PROMPT — Using the data below, please return every line exactly as given.

MATERIALS PROVIDED —
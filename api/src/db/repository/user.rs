use chrono::{DateTime, Utc};
use mugo_core::models::User;
use sqlx::PgConnection;
use uuid::Uuid;

use super::IntoId;
use crate::db::error::StoreError;

#[derive(sqlx::FromRow)]
struct UserRow {
    id: Uuid,
    username: String,
    metadata: Option<serde_json::Value>,
    created_at: DateTime<Utc>,
    updated_at: DateTime<Utc>,
}

impl From<UserRow> for User {
    fn from(row: UserRow) -> Self {
        User {
            id: row.id,
            username: row.username,
            metadata: row.metadata,
            created_at: row.created_at,
            updated_at: row.updated_at,
        }
    }
}

const COLUMNS: &str = "id, username, metadata, created_at, updated_at";

pub struct UserRepository<'c> {
    conn: &'c mut PgConnection,
}

impl<'c> UserRepository<'c> {
    pub(super) fn new(conn: &'c mut PgConnection) -> Self {
        Self { conn }
    }

    /// Fails with `Conflict` when the username is taken.
    pub async fn create(
        &mut self,
        username: &str,
        metadata: Option<&serde_json::Value>,
    ) -> Result<User, StoreError> {
        let row = sqlx::query_as::<_, UserRow>(&format!(
            "INSERT INTO users (id, username, metadata) VALUES ($1, $2, $3) RETURNING {COLUMNS}"
        ))
        .bind(Uuid::now_v7())
        .bind(username)
        .bind(metadata)
        .fetch_one(&mut *self.conn)
        .await
        .map_err(|e| StoreError::query("create user", e))?;

        Ok(row.into())
    }

    pub async fn get_by_id(&mut self, id: impl IntoId) -> Result<Option<User>, StoreError> {
        let id = id.into_id("user_id")?;
        let row = sqlx::query_as::<_, UserRow>(&format!("SELECT {COLUMNS} FROM users WHERE id = $1"))
            .bind(id)
            .fetch_optional(&mut *self.conn)
            .await
            .map_err(|e| StoreError::query("get user by id", e))?;

        Ok(row.map(User::from))
    }

    pub async fn get_by_username(&mut self, username: &str) -> Result<Option<User>, StoreError> {
        let row = sqlx::query_as::<_, UserRow>(&format!(
            "SELECT {COLUMNS} FROM users WHERE username = $1"
        ))
        .bind(username)
        .fetch_optional(&mut *self.conn)
        .await
        .map_err(|e| StoreError::query("get user by username", e))?;

        Ok(row.map(User::from))
    }

    pub async fn exists(&mut self, username: &str) -> Result<bool, StoreError> {
        sqlx::query_scalar::<_, bool>("SELECT EXISTS(SELECT 1 FROM users WHERE username = $1)")
            .bind(username)
            .fetch_one(&mut *self.conn)
            .await
            .map_err(|e| StoreError::query("check username", e))
    }

    /// Lock the user row until the transaction ends, serializing writers that
    /// recompute the user's summaries. `FOR NO KEY UPDATE` leaves the
    /// key-share locks taken by inserts referencing the user unblocked.
    pub async fn lock_for_summaries(&mut self, id: impl IntoId) -> Result<(), StoreError> {
        let id = id.into_id("user_id")?;
        sqlx::query_scalar::<_, Uuid>("SELECT id FROM users WHERE id = $1 FOR NO KEY UPDATE")
            .bind(id)
            .fetch_optional(&mut *self.conn)
            .await
            .map_err(|e| StoreError::query("lock user", e))?
            .ok_or_else(|| StoreError::not_found(format!("User {id}")))?;
        Ok(())
    }

    /// All users, newest first.
    pub async fn list(&mut self) -> Result<Vec<User>, StoreError> {
        let rows = sqlx::query_as::<_, UserRow>(&format!(
            "SELECT {COLUMNS} FROM users ORDER BY created_at DESC"
        ))
        .fetch_all(&mut *self.conn)
        .await
        .map_err(|e| StoreError::query("list users", e))?;

        Ok(rows.into_iter().map(User::from).collect())
    }

    /// Replaces the metadata document wholesale.
    pub async fn update_metadata(
        &mut self,
        id: impl IntoId,
        metadata: Option<&serde_json::Value>,
    ) -> Result<User, StoreError> {
        let id = id.into_id("user_id")?;
        let row = sqlx::query_as::<_, UserRow>(&format!(
            "UPDATE users SET metadata = $2, updated_at = now() WHERE id = $1 RETURNING {COLUMNS}"
        ))
        .bind(id)
        .bind(metadata)
        .fetch_optional(&mut *self.conn)
        .await
        .map_err(|e| StoreError::query("update user metadata", e))?;

        row.map(User::from)
            .ok_or_else(|| StoreError::not_found(format!("user {id}")))
    }

    /// Deletes the user; conversations, meal logs and summaries cascade.
    pub async fn delete(&mut self, id: impl IntoId) -> Result<(), StoreError> {
        let id = id.into_id("user_id")?;
        let result = sqlx::query("DELETE FROM users WHERE id = $1")
            .bind(id)
            .execute(&mut *self.conn)
            .await
            .map_err(|e| StoreError::query("delete user", e))?;

        if result.rows_affected() == 0 {
            return Err(StoreError::not_found(format!("user {id}")));
        }
        Ok(())
    }
}
use std::sync::Arc;

use mugo_adk::AgentClient;

use crate::config::AgentApps;
use crate::db::Database;
use crate::error::AppError;
use crate::registry::SessionRegistry;

#[derive(Clone)]
pub struct AppState {
    /// `None` when running without persistence
    pub db: Option<Database>,
    /// A database URL was configured, whether or not the connection succeeded
    pub database_configured: bool,
    pub agents: AgentClient,
    pub apps: AgentApps,
    pub registry: Arc<SessionRegistry>,
}

impl AppState {
    /// The database, or 503 for routes that cannot work without it.
    pub fn db(&self) -> Result<&Database, AppError> {
        self.db.as_ref().ok_or_else(|| AppError::Unavailable {
            message: "Persistence is not available on this server".to_string(),
        })
    }
}
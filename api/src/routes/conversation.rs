use axum::extract::State;
use axum::routing::post;
use axum::{Json, Router};
use serde::{Deserialize, Serialize};
use uuid::Uuid;

use super::agents::{ensure_conversation, require_non_empty, run_agent};
use crate::error::AppError;
use crate::extract::AppJson;
use crate::state::AppState;

pub fn router() -> Router<AppState> {
    Router::new().route("/conversation", post(converse))
}

#[derive(Deserialize, utoipa::ToSchema)]
pub struct ConverseRequest {
    pub user_id: String,
    pub session_id: String,
    pub message: String,
}

#[derive(Serialize, utoipa::ToSchema)]
pub struct ConverseResponse {
    pub text: String,
}

/// Send one chat message to the conversation agent.
#[utoipa::path(
    post,
    path = "/conversation",
    request_body = ConverseRequest,
    responses(
        (status = 200, description = "Agent reply", body = ConverseResponse),
        (status = 400, description = "Invalid request", body = mugo_core::error::ApiError),
        (status = 502, description = "Agent service failed", body = mugo_core::error::ApiError)
    ),
    tag = "agents"
)]
pub async fn converse(
    State(state): State<AppState>,
    AppJson(req): AppJson<ConverseRequest>,
) -> Result<Json<ConverseResponse>, AppError> {
    require_non_empty("user_id", &req.user_id)?;
    require_non_empty("session_id", &req.session_id)?;
    require_non_empty("message", &req.message)?;

    let result = run_agent(
        &state,
        &state.apps.conversation,
        &req.user_id,
        &req.session_id,
        &req.message,
    )
    .await
    .map_err(|e| AppError::upstream("conversation agent processing failed", e))?;

    if let (Some(db), Ok(user_id)) = (&state.db, Uuid::parse_str(req.user_id.trim())) {
        let session_id = req.session_id.clone();
        let outcome = db
            .with_tx(move |tx| {
                Box::pin(async move { ensure_conversation(tx, user_id, &session_id).await })
            })
            .await;
        if let Err(err) = outcome {
            tracing::warn!(user_id = %user_id, error = %err, "failed to record conversation");
        }
    }

    Ok(Json(ConverseResponse {
        text: result.final_text,
    }))
}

SOLUTION TO THE PROBLEM —
filename api/src/db/repository/user.rs
use chrono::{DateTime, Utc};
use mugo_core::models::User;
use sqlx::PgConnection;
use uuid::Uuid;

use super::IntoId;
use crate::db::error::StoreError;

#[derive(sqlx::FromRow)]
struct UserRow {
    id: Uuid,
    username: String,
    metadata: Option<serde_json::Value>,
    created_at: DateTime<Utc>,
    updated_at: DateTime<Utc>,
}

impl From<UserRow> for User {
    fn from(row: UserRow) -> Self {
        User {
            id: row.id,
            username: row.username,
            metadata: row.metadata,
            created_at: row.created_at,
            updated_at: row.updated_at,
        }
    }
}

const COLUMNS: &str = "id, username, metadata, created_at, updated_at";

pub struct UserRepository<'c> {
    conn: &'c mut PgConnection,
}

impl<'c> UserRepository<'c> {
    pub(super) fn new(conn: &'c mut PgConnection) -> Self {
        Self { conn }
    }

    /// Fails with `Conflict` when the username is taken.
    pub async fn create(
        &mut self,
        username: &str,
        metadata: Option<&serde_json::Value>,
    ) -> Result<User, StoreError> {
        let row = sqlx::query_as::<_, UserRow>(&format!(
            "INSERT INTO users (id, username, metadata) VALUES ($1, $2, $3) RETURNING {COLUMNS}"
        ))
        .bind(Uuid::now_v7())
        .bind(username)
        .bind(metadata)
        .fetch_one(&mut *self.conn)
        .await
        .map_err(|e| StoreError::query("create user", e))?;

        Ok(row.into())
    }

    pub async fn get_by_id(&mut self, id: impl IntoId) -> Result<Option<User>, StoreError> {
        let id = id.into_id("user_id")?;
        let row = sqlx::query_as::<_, UserRow>(&format!("SELECT {COLUMNS} FROM users WHERE id = $1"))
            .bind(id)
            .fetch_optional(&mut *self.conn)
            .await
            .map_err(|e| StoreError::query("get user by id", e))?;

        Ok(row.map(User::from))
    }

    pub async fn get_by_username(&mut self, username: &str) -> Result<Option<User>, StoreError> {
        let row = sqlx::query_as::<_, UserRow>(&format!(
            "SELECT {COLUMNS} FROM users WHERE username = $1"
        ))
        .bind(username)
        .fetch_optional(&mut *self.conn)
        .await
        .map_err(|e| StoreError::query("get user by username", e))?;

        Ok(row.map(User::from))
    }

    pub async fn exists(&mut self, username: &str) -> Result<bool, StoreError> {
        sqlx::query_scalar::<_, bool>("SELECT EXISTS(SELECT 1 FROM users WHERE username = $1)")
            .bind(username)
            .fetch_one(&mut *self.conn)
            .await
            .map_err(|e| StoreError::query("check username", e))
    }

    /// Lock the user row until the transaction ends, serializing writers that
    /// recompute the user's summaries. `FOR NO KEY UPDATE` leaves the
    /// key-share locks taken by inserts referencing the user unblocked.
    pub async fn lock_for_summaries(&mut self, id: impl IntoId) -> Result<(), StoreError> {
        let id = id.into_id("user_id")?;
        sqlx::query_scalar::<_, Uuid>("SELECT id FROM users WHERE id = $1 FOR NO KEY UPDATE")
            .bind(id)
            .fetch_optional(&mut *self.conn)
            .await
            .map_err(|e| StoreError::query("lock user", e))?
            .ok_or_else(|| StoreError::not_found(format!("User {id}")))?;
        Ok(())
    }

    /// All users, newest first.
    pub async fn list(&mut self) -> Result<Vec<User>, StoreError> {
        let rows = sqlx::query_as::<_, UserRow>(&format!(
            "SELECT {COLUMNS} FROM users ORDER BY created_at DESC"
        ))
        .fetch_all(&mut *self.conn)
        .await
        .map_err(|e| StoreError::query("list users", e))?;

        Ok(rows.into_iter().map(User::from).collect())
    }

    /// Replaces the metadata document wholesale.
    pub async fn update_metadata(
        &mut self,
        id: impl IntoId,
        metadata: Option<&serde_json::Value>,
    ) -> Result<User, StoreError> {
        let id = id.into_id("user_id")?;
        let row = sqlx::query_as::<_, UserRow>(&format!(
            "UPDATE users SET metadata = $2, updated_at = now() WHERE id = $1 RETURNING {COLUMNS}"
        ))
        .bind(id)
        .bind(metadata)
        .fetch_optional(&mut *self.conn)
        .await
        .map_err(|e| StoreError::query("update user metadata", e))?;

        row.map(User::from)
            .ok_or_else(|| StoreError::not_found(format!("user {id}")))
    }

    /// Deletes the user; conversations, meal logs and summaries cascade.
    pub async fn delete(&mut self, id: impl IntoId) -> Result<(), StoreError> {
        let id = id.into_id("user_id")?;
        let result = sqlx::query("DELETE FROM users WHERE id = $1")
            .bind(id)
            .execute(&mut *self.conn)
            .await
            .map_err(|e| StoreError::query("delete user", e))?;

        if result.rows_affected() == 0 {
            return Err(StoreError::not_found(format!("user {id}")));
        }
        Ok(())
    }
}
use std::sync::Arc;

use mugo_adk::AgentClient;

use crate::config::AgentApps;
use crate::db::Database;
use crate::error::AppError;
use crate::registry::SessionRegistry;

#[derive(Clone)]
pub struct AppState {
    /// `None` when running without persistence
    pub db: Option<Database>,
    /// A database URL was configured, whether or not the connection succeeded
    pub database_configured: bool,
    pub agents: AgentClient,
    pub apps: AgentApps,
    pub registry: Arc<SessionRegistry>,
}

impl AppState {
    /// The database, or 503 for routes that cannot work without it.
    pub fn db(&self) -> Result<&Database, AppError> {
        self.db.as_ref().ok_or_else(|| AppError::Unavailable {
            message: "Persistence is not available on this server".to_string(),
        })
    }
}
filename api/src/routes/conversation.rs
use axum::extract::State;
use axum::routing::post;
use axum::{Json, Router};
use serde::{Deserialize, Serialize};
use uuid::Uuid;

use super::agents::{ensure_conversation, require_non_empty, run_agent};
use crate::error::AppError;
use crate::extract::AppJson;
use crate::state::AppState;

pub fn router() -> Router<AppState> {
    Router::new().route("/conversation", post(converse))
}

#[derive(Deserialize, utoipa::ToSchema)]
pub struct ConverseRequest {
    pub user_id: String,
    pub session_id: String,
    pub message: String,
}

#[derive(Serialize, utoipa::ToSchema)]
pub struct ConverseResponse {
    pub text: String,
}

/// Send one chat message to the conversation agent.
#[utoipa::path(
    post,
    path = "/conversation",
    request_body = ConverseRequest,
    responses(
        (status = 200, description = "Agent reply", body = ConverseResponse),
        (status = 400, description = "Invalid request", body = mugo_core::error::ApiError),
        (status = 502, description = "Agent service failed", body = mugo_core::error::ApiError)
    ),
    tag = "agents"
)]
pub async fn converse(
    State(state): State<AppState>,
    AppJson(req): AppJson<ConverseRequest>,
) -> Result<Json<ConverseResponse>, AppError> {
    require_non_empty("user_id", &req.user_id)?;
    require_non_empty("session_id", &req.session_id)?;
    require_non_empty("message", &req.message)?;

    let result = run_agent(
        &state,
        &state.apps.conversation,
        &req.user_id,
        &req.session_id,
        &req.message,
    )
    .await
    .map_err(|e| AppError::upstream("conversation agent processing failed", e))?;

    if let (Some(db), Ok(user_id)) = (&state.db, Uuid::parse_str(req.user_id.trim())) {
        let session_id = req.session_id.clone();
        let outcome = db
            .with_tx(move |tx| {
                Box::pin(async move { ensure_conversation(tx, user_id, &session_id).await })
            })
            .await;
        if let Err(err) = outcome {
            tracing::warn!(user_id = %user_id, error = %err, "failed to record conversation");
        }
    }

    Ok(Json(ConverseResponse {
        text: result.final_text,
    }))
}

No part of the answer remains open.